Selfie Culture in Museums

Selfie-Obsessed: Rise of the Instagram Museum For years, museums have had a spotlight on the visitor. Cafes and shops can now be found scattered throughout institutions large and small, most often conveniently located directly outside of an exhibition with appropriately themed items. The shift in focus from the collections to the visitor has resulted in a more participatory museum culture. Visitors are now documenting their museum experiences and sharing them within their social media networks. Many museums have been recognizing this new behaviour and tailoring their facilities and exhibitions to bring in audiences that desire to engage with the collections via social media. Nearly every current museum exhibition now has an associated hashtag and eagerly encourages online commenting and discussion. Some American museums like the Getty Museum in Los Angeles and San Francisco Museum of Modern Art have gone so far as to change the design and architecture of their buildings to better fit the needs of millennial visitors by changing the placement of mirrors and adding special selfie-taking balconies.

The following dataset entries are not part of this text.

//! Volume-Weighted Average Price indicator.

use crate::domain::indicator::{IndicatorKey, IndicatorPoint, IndicatorSeries};
use crate::domain::ohlcv::OhlcvBar;

/// Calculate cumulative VWAP from the first bar of the series.
///
/// VWAP[i] = sum(TP[0..=i] * V[0..=i]) / sum(V[0..=i]), TP = (H + L + C) / 3
///
/// Not a rolling window: the accumulation never resets. A point stays
/// undefined while the cumulative volume is still zero.
pub fn calculate_vwap(bars: &[OhlcvBar]) -> IndicatorSeries {
    let mut values = Vec::with_capacity(bars.len());
    let mut pv_sum: f64 = 0.0;
    let mut volume_sum: f64 = 0.0;

    for bar in bars {
        pv_sum += bar.typical_price() * bar.volume;
        volume_sum += bar.volume;

        if volume_sum > 0.0 {
            values.push(IndicatorPoint::defined(bar.date, pv_sum / volume_sum));
        } else {
            values.push(IndicatorPoint::undefined(bar.date));
        }
    }

    IndicatorSeries {
        key: IndicatorKey::Vwap,
        values,
    }
}
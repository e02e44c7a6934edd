//! Next-day price projection.
//!
//! A naive heuristic, not a forecast: the latest close is nudged by a
//! uniform draw from [0.1%, 1%] in the direction of the trend label.
//! The random source is a parameter so callers can seed it; the production
//! default is the unseeded thread RNG, so repeated runs differ.

use crate::domain::bar_series::BarSeries;
use crate::domain::error::TrendscopeError;
use crate::domain::indicator_frame::IndicatorFrame;
use crate::domain::trend::{classify, TrendLabel};
use rand::Rng;

pub const PERTURBATION_MIN: f64 = 0.001;
pub const PERTURBATION_MAX: f64 = 0.01;

#[derive(Debug, Clone, Copy, PartialEq)]
pub struct Projection {
    pub price: f64,
    pub label: TrendLabel,
}

pub fn project_price<R: Rng + ?Sized>(close: f64, label: TrendLabel, rng: &mut R) -> Projection {
    let perturbation = rng.gen_range(PERTURBATION_MIN..=PERTURBATION_MAX);
    let price = match label {
        TrendLabel::Up => close * (1.0 + perturbation),
        TrendLabel::Down => close * (1.0 - perturbation),
    };
    Projection { price, label }
}

/// Classifies the frame and projects from the series' latest close.
pub fn project<R: Rng + ?Sized>(
    series: &BarSeries,
    frame: &IndicatorFrame,
    rng: &mut R,
) -> Result<Projection, TrendscopeError> {
    let label = classify(frame)?;
    Ok(project_price(series.latest().close, label, rng))
}
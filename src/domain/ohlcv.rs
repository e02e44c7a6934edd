//! OHLCV bar representation.

use chrono::NaiveDate;

/// One daily observation, as delivered by a data provider and after validation.
#[derive(Debug, Clone, Copy, PartialEq)]
pub struct OhlcvBar {
    pub date: NaiveDate,
    pub open: f64,
    pub high: f64,
    pub low: f64,
    pub close: f64,
    pub volume: f64,
}

impl OhlcvBar {
    /// (high + low + close) / 3
    pub fn typical_price(&self) -> f64 {
        (self.high + self.low + self.close) / 3.0
    }

    /// Checks the bar invariants, returning the first violated rule.
    ///
    /// A valid bar has finite fields, strictly positive prices,
    /// non-negative volume and `low <= open, close <= high`.
    pub fn check(&self) -> Result<(), String> {
        let fields = [
            ("open", self.open),
            ("high", self.high),
            ("low", self.low),
            ("close", self.close),
            ("volume", self.volume),
        ];
        if let Some((name, value)) = fields.iter().find(|(_, v)| !v.is_finite()) {
            return Err(format!("{name} is not finite ({value})"));
        }
        if let Some((name, value)) = fields[..4].iter().find(|(_, v)| *v <= 0.0) {
            return Err(format!("{name} must be positive ({value})"));
        }
        if self.volume < 0.0 {
            return Err(format!("negative volume ({})", self.volume));
        }
        if self.low > self.high {
            return Err(format!("low {} above high {}", self.low, self.high));
        }
        if self.open < self.low || self.open > self.high {
            return Err(format!(
                "open {} outside [{}, {}]",
                self.open, self.low, self.high
            ));
        }
        if self.close < self.low || self.close > self.high {
            return Err(format!(
                "close {} outside [{}, {}]",
                self.close, self.low, self.high
            ));
        }
        Ok(())
    }
}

It is clear that the museum visit has evolved to be a social experience for many. Sharing experiences now extends beyond the physical to the social. Social media has pervaded museum culture and has served to influence the creation of the ‘alternative museum’. This term has been adopted to describe the rise of new immersive experience-based spaces that have been said to fall under the ‘museum umbrella’ but without educational content don’t seem to quite fit the term. Institutions like Instagram’s darling, Museum of Ice Cream has locations in Los Angeles, San Francisco and Miami. MOIC focuses on providing a fun and diverting atmosphere for visitors, rather than to offer a more concrete educational objective. Many are skeptical of this selfie mecca, questioning whether or not it should be classified as a museum. Clarification on their museum status is one of the top queries that they receive with an entire section of their FAQ page dedicated to answering that very question.

Having opened in August of 2017, Color Factory in San Francisco is another alternative museum that promotes fun and a dynamic social experience. Like the Museum of Ice Cream, this site draws in avid social media users who welcome the opportunity to generate content for their accounts in a fun and colorful setting. Describing itself as a ‘Pop-Up Experience’, This two-story interactive exhibition celebrates color and material, featuring work by some of our favorite artists and collaborators...’ Other alternative museums of note include: The Museum of Pizza (New York), Museum of Candy (New York), The Cado (San Diego), The Egg House (New York), The Pizza Experience (Chicago & Los Angeles) and Sweet Tooth Hotel (Dallas).

All of these alternative museums welcome and encourage photography. Their contents are billed as an immersive experience and their marketing promises an imagination fueled visit. Because photography is an essential aspect of the visit, these museums have also garnered a lot of attention on social media translating to internet and media popularity. With #museumselfie generating approximately 45,676 posts on Instagram and an entire @MuseumSelfieDay account on both Twitter and Instagram, the act of taking selfies in museums appears to be a behaviour that is here to stay.

While I acknowledge all of the reasons for the rise of the alternative museum, I don’t believe that it’s a trend that will ultimately benefit the museum field. As an avid social media user as well as museum visitor, I do find myself documenting my trips to museums and galleries through social media. However, I don’t solely visit exhibitions for the purpose of getting the perfect ‘grammable’ shot. There are many that believe that getting people into the museum for ANY reason is a success, but I firmly believe that an educational underpinning is required for an organisation or immersive experience to be dubbed a museum. The rise of these immersive experiences that have no educational component will cause the term ‘museum’ to become muddied. I fear that if this trend continues, visitors will become more and more content with being entertained rather than educated.